Assignment: Check every line of the entries for the string "base" and return the ones that contain it.

Extracted information:
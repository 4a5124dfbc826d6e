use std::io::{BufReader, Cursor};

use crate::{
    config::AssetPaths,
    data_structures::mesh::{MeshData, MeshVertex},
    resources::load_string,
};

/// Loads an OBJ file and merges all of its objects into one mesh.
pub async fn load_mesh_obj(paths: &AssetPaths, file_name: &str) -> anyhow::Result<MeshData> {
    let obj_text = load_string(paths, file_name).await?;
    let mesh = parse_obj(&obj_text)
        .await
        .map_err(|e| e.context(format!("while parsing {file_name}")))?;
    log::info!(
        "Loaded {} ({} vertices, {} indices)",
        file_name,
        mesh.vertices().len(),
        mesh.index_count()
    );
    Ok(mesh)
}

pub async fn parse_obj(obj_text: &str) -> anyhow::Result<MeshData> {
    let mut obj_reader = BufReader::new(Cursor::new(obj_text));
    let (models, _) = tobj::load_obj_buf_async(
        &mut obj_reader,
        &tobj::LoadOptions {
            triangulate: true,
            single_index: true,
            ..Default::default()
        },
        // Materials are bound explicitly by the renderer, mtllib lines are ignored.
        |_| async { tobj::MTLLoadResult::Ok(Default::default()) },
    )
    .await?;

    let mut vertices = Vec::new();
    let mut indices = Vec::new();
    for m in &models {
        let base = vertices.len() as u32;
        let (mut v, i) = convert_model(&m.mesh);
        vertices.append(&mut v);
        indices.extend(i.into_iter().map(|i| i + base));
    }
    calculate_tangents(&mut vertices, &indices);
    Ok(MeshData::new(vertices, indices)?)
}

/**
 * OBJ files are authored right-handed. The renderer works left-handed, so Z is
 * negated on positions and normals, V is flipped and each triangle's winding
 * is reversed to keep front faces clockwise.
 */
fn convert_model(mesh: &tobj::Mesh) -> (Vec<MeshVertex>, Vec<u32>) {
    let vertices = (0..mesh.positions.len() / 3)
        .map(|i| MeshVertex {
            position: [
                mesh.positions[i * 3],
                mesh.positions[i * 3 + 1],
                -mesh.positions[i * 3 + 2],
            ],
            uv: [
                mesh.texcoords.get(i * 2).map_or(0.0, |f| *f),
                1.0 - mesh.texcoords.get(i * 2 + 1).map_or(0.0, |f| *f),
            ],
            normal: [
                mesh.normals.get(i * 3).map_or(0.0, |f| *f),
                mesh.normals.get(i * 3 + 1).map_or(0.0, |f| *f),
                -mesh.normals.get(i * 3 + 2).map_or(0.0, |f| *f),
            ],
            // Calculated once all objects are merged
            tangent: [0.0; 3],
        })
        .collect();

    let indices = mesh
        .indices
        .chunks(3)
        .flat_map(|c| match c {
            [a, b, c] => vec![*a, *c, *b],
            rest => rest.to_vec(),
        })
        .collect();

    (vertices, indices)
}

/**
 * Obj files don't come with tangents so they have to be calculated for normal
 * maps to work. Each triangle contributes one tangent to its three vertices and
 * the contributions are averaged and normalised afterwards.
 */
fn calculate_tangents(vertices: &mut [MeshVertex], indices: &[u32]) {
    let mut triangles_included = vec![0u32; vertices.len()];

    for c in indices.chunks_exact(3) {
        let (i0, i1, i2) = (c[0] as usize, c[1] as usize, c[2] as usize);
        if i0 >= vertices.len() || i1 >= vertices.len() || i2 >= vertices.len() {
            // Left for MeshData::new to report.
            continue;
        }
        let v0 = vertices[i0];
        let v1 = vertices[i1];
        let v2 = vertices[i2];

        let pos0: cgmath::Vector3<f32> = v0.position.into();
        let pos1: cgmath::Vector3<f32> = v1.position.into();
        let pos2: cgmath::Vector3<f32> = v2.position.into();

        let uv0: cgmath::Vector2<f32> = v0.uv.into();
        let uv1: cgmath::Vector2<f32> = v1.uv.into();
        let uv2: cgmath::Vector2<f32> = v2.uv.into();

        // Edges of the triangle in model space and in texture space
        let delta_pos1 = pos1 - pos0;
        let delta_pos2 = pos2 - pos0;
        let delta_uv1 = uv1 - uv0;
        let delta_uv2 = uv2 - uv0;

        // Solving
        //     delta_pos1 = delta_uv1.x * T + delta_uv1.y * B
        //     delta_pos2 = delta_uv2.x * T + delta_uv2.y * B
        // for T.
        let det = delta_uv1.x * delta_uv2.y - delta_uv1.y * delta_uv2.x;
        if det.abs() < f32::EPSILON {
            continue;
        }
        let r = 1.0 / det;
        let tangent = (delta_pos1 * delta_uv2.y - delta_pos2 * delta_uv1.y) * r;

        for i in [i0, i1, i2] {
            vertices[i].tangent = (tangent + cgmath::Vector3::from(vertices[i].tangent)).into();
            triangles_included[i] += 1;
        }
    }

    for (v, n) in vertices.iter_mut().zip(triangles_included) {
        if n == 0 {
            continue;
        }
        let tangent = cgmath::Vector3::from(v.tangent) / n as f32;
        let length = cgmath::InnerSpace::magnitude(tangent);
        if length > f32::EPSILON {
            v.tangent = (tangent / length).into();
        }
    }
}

--

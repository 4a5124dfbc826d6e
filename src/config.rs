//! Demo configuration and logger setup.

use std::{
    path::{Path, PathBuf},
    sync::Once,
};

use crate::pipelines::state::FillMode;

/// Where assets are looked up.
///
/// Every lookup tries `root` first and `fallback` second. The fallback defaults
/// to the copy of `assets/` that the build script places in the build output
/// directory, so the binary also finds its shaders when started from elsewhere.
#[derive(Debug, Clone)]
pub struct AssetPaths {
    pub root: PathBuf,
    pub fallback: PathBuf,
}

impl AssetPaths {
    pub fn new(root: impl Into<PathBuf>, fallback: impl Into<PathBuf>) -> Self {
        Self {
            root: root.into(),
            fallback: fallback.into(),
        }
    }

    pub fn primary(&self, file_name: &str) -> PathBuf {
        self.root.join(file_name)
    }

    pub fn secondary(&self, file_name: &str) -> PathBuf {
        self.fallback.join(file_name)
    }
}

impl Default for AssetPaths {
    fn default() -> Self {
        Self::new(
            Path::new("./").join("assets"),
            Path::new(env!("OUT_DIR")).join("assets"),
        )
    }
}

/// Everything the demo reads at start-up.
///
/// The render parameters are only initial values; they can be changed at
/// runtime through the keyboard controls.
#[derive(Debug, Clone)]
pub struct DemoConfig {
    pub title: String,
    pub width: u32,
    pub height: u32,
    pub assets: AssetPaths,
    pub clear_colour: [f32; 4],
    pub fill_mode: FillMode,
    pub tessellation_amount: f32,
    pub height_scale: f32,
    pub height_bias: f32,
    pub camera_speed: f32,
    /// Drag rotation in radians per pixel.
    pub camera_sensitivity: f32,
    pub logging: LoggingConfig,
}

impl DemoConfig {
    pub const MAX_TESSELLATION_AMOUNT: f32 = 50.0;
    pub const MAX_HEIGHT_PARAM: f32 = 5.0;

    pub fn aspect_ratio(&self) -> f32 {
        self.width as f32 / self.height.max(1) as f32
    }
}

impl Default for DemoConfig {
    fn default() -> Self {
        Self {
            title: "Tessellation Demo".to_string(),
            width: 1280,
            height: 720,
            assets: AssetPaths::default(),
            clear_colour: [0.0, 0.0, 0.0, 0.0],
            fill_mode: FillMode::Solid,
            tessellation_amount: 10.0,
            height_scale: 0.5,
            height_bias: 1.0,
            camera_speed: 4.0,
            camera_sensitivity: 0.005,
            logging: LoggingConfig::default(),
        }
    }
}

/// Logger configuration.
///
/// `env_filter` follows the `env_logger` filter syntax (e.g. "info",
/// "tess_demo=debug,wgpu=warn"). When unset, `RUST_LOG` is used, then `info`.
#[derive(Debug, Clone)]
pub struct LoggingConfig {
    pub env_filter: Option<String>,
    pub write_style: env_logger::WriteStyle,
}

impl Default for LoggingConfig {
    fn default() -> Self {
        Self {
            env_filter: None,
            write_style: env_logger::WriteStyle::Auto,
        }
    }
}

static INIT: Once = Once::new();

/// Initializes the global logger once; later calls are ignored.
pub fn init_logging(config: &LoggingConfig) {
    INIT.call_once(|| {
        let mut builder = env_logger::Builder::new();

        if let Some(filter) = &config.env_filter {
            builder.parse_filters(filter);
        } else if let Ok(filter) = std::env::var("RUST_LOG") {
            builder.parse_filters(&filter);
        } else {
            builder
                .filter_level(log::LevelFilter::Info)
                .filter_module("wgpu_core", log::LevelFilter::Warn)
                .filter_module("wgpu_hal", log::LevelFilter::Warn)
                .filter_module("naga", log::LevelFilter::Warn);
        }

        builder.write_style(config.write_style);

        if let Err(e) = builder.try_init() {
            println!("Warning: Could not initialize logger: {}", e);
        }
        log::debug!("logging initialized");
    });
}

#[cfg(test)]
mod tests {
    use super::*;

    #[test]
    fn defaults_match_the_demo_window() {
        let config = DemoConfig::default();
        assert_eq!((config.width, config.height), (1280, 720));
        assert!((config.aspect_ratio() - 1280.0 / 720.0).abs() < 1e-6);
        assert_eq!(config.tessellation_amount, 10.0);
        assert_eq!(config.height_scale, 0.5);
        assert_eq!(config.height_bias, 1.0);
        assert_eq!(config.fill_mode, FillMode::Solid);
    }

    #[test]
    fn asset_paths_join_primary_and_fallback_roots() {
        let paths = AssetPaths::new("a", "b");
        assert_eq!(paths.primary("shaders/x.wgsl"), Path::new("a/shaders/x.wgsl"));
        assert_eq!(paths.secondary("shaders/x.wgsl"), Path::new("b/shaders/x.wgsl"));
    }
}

---

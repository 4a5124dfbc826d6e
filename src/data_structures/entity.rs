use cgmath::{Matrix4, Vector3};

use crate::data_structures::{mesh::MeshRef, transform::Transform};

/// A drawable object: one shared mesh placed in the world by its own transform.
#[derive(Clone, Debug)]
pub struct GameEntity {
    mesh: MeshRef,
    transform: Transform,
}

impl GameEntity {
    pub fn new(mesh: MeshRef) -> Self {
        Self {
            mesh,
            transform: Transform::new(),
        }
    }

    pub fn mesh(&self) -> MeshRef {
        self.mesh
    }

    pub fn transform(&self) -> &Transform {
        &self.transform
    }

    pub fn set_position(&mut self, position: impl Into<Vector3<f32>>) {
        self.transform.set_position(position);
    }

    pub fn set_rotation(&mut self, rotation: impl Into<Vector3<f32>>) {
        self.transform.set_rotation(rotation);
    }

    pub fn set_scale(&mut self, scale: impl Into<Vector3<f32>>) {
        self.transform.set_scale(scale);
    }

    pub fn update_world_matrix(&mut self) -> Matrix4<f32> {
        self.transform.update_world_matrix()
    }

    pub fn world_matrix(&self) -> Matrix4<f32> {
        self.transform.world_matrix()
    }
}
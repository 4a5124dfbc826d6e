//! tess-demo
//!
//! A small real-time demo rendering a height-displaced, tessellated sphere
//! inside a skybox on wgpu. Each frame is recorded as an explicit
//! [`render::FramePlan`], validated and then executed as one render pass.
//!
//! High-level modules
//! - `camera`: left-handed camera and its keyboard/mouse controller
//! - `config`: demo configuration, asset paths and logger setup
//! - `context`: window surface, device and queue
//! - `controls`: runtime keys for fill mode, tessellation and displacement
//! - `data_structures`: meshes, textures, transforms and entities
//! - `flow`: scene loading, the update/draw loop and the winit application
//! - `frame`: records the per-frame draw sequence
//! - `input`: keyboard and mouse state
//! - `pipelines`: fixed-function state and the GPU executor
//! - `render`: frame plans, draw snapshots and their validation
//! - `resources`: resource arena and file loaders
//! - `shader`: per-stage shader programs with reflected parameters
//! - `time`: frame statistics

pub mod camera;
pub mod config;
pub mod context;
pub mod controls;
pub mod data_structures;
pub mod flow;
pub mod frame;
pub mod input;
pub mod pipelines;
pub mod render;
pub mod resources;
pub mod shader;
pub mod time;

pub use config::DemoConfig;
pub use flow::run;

Written solution:
        let base = vertices.len() as u32;
        indices.extend(i.into_iter().map(|i| i + base));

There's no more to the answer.